Stored data:
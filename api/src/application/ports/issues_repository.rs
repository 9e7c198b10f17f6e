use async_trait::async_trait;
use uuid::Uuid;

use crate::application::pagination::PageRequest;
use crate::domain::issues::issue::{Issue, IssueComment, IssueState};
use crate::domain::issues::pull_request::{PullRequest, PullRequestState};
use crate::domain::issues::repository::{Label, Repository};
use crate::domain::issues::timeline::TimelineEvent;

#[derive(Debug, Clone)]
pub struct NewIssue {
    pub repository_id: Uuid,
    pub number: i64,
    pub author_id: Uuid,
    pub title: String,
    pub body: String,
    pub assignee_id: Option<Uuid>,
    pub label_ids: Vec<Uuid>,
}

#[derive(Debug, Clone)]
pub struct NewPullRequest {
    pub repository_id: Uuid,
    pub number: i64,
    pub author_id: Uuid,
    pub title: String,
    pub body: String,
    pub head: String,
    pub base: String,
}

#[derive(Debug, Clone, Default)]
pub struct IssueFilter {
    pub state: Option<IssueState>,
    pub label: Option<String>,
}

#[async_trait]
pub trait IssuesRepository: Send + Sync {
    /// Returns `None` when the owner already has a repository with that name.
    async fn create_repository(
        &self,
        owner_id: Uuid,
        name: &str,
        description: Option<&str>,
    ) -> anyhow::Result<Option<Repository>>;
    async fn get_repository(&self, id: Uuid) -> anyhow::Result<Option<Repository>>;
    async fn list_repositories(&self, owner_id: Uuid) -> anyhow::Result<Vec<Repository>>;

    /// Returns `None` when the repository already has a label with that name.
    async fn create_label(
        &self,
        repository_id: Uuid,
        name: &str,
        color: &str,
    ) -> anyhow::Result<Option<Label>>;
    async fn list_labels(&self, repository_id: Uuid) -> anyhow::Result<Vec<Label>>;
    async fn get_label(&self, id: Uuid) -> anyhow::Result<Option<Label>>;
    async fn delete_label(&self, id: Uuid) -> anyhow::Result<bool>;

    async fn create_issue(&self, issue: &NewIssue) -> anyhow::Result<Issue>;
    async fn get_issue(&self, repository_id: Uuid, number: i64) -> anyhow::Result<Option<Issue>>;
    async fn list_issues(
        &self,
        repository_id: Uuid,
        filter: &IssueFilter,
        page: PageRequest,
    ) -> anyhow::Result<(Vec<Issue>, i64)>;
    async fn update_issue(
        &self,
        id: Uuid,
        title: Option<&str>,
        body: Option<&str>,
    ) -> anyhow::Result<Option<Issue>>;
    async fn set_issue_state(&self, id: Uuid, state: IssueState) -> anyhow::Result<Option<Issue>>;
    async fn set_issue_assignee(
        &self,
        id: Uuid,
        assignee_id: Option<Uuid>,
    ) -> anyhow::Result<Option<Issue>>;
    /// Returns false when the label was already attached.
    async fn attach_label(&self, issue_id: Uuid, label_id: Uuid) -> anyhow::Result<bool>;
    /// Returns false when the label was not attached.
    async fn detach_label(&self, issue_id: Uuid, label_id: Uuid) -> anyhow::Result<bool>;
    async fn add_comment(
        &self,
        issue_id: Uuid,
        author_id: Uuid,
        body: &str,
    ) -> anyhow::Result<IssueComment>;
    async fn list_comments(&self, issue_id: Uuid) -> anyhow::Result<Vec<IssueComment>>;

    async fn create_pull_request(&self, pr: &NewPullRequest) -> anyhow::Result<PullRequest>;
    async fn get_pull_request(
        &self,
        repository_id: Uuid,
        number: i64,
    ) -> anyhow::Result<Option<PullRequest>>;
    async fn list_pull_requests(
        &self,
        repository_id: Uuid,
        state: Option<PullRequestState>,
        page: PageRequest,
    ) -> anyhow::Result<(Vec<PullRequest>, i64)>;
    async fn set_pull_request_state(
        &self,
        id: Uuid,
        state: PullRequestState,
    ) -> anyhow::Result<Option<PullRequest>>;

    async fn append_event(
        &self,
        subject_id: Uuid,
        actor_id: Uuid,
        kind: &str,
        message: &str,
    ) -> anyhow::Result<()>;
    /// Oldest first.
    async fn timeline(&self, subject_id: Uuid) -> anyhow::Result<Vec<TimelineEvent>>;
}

==

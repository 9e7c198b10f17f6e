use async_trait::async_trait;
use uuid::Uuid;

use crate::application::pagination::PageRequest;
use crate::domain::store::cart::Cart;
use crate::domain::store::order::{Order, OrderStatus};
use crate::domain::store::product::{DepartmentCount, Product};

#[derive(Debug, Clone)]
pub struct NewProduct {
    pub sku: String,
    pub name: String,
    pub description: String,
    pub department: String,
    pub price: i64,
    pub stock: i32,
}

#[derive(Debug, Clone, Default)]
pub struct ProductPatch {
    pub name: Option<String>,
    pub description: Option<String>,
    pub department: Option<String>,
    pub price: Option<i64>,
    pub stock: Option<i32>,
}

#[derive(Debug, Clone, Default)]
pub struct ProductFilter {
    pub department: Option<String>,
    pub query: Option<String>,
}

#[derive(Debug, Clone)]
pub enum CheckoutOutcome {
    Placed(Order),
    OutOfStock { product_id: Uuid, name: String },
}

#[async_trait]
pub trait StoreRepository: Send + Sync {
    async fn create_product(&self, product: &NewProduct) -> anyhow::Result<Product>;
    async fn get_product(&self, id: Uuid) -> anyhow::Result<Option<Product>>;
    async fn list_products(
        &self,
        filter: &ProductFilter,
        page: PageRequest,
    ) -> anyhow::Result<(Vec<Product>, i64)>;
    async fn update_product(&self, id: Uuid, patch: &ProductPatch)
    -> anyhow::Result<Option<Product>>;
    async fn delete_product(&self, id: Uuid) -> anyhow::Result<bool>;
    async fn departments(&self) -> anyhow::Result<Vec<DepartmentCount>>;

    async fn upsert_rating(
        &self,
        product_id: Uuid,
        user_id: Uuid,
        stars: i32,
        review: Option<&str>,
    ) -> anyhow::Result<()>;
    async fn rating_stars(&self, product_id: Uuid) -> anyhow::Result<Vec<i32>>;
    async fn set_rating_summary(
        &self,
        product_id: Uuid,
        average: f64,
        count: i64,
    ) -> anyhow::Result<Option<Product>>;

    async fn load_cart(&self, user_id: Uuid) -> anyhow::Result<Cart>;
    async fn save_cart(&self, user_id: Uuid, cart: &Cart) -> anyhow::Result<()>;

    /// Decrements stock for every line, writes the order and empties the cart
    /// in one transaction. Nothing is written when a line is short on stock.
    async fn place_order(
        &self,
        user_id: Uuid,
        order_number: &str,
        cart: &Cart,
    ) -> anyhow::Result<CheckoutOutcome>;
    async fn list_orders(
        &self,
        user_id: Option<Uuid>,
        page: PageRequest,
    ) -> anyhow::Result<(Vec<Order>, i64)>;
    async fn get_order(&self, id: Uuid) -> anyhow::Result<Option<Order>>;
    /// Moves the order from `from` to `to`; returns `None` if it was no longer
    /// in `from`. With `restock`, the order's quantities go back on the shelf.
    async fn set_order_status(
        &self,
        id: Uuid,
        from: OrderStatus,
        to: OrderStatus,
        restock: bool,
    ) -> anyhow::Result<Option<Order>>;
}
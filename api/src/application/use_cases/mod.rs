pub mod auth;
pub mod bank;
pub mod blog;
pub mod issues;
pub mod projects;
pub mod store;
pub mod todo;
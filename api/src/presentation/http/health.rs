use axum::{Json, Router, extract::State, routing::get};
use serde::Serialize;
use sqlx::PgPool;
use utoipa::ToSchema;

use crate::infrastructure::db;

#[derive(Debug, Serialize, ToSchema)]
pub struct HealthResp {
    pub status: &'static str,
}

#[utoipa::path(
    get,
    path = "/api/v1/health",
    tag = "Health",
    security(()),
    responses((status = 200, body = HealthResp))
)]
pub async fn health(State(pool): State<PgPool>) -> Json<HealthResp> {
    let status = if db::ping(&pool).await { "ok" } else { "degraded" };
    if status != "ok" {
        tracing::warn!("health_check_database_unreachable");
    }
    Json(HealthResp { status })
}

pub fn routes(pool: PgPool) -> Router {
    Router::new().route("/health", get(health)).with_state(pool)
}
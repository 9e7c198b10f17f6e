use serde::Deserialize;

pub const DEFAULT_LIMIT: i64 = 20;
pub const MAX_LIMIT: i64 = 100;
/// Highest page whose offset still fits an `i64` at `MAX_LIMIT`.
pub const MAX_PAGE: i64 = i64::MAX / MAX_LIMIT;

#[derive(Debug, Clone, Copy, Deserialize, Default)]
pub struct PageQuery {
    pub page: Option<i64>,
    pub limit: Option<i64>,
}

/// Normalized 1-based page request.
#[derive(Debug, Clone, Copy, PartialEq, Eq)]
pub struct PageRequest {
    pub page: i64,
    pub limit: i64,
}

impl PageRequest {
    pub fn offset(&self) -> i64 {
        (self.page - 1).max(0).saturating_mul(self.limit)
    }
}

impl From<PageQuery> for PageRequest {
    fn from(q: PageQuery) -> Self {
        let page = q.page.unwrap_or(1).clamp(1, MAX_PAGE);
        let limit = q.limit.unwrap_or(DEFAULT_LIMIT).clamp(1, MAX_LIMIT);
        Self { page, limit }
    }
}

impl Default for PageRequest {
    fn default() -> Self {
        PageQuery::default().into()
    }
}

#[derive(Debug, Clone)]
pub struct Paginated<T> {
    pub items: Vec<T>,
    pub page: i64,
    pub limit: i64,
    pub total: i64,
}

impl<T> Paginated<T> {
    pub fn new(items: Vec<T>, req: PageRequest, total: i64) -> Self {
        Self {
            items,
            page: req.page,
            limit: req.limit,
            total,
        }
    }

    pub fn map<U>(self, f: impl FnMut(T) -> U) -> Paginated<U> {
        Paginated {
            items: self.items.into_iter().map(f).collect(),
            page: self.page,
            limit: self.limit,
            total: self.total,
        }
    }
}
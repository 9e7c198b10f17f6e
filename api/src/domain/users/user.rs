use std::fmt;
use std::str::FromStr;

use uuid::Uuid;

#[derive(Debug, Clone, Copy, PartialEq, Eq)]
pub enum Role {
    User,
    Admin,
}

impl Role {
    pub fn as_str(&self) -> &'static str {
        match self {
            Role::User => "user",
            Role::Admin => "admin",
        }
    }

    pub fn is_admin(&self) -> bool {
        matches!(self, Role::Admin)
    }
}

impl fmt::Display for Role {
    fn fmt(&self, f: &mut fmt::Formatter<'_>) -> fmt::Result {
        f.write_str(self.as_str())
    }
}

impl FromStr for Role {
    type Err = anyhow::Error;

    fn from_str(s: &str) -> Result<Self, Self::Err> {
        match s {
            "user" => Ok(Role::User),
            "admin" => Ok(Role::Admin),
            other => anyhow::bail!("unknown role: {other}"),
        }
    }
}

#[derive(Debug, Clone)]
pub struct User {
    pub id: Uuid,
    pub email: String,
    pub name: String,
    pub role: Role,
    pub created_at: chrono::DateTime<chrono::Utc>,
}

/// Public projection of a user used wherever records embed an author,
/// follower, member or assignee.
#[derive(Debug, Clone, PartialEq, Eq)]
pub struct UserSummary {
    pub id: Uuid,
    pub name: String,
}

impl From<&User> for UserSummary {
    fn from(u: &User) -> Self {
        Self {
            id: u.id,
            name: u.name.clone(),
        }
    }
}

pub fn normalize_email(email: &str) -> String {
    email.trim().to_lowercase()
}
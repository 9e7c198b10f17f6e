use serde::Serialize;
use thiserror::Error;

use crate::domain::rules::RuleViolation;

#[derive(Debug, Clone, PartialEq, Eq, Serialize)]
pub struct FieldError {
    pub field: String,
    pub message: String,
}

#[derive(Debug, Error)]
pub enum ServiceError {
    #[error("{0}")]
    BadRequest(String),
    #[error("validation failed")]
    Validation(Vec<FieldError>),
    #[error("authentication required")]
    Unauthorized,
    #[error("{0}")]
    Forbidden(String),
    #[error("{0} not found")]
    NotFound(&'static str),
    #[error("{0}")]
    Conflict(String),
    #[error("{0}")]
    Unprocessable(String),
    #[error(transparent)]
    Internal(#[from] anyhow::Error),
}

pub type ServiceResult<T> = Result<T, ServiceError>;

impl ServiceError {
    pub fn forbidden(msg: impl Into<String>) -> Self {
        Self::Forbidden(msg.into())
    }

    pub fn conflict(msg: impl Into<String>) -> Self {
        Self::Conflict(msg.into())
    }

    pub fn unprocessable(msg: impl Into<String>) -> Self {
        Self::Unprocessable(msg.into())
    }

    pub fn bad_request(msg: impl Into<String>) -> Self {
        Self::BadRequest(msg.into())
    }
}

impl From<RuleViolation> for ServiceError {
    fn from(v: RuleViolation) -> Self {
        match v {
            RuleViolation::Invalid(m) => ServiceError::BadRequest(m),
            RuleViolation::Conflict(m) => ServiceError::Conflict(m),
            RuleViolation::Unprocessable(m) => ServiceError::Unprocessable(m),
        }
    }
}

## Prompt:
Find the lines in the data that include "static", then copy each of them.

## Answer:
    pub status: &'static str,
    pub fn as_str(&self) -> &'static str {
    NotFound(&'static str),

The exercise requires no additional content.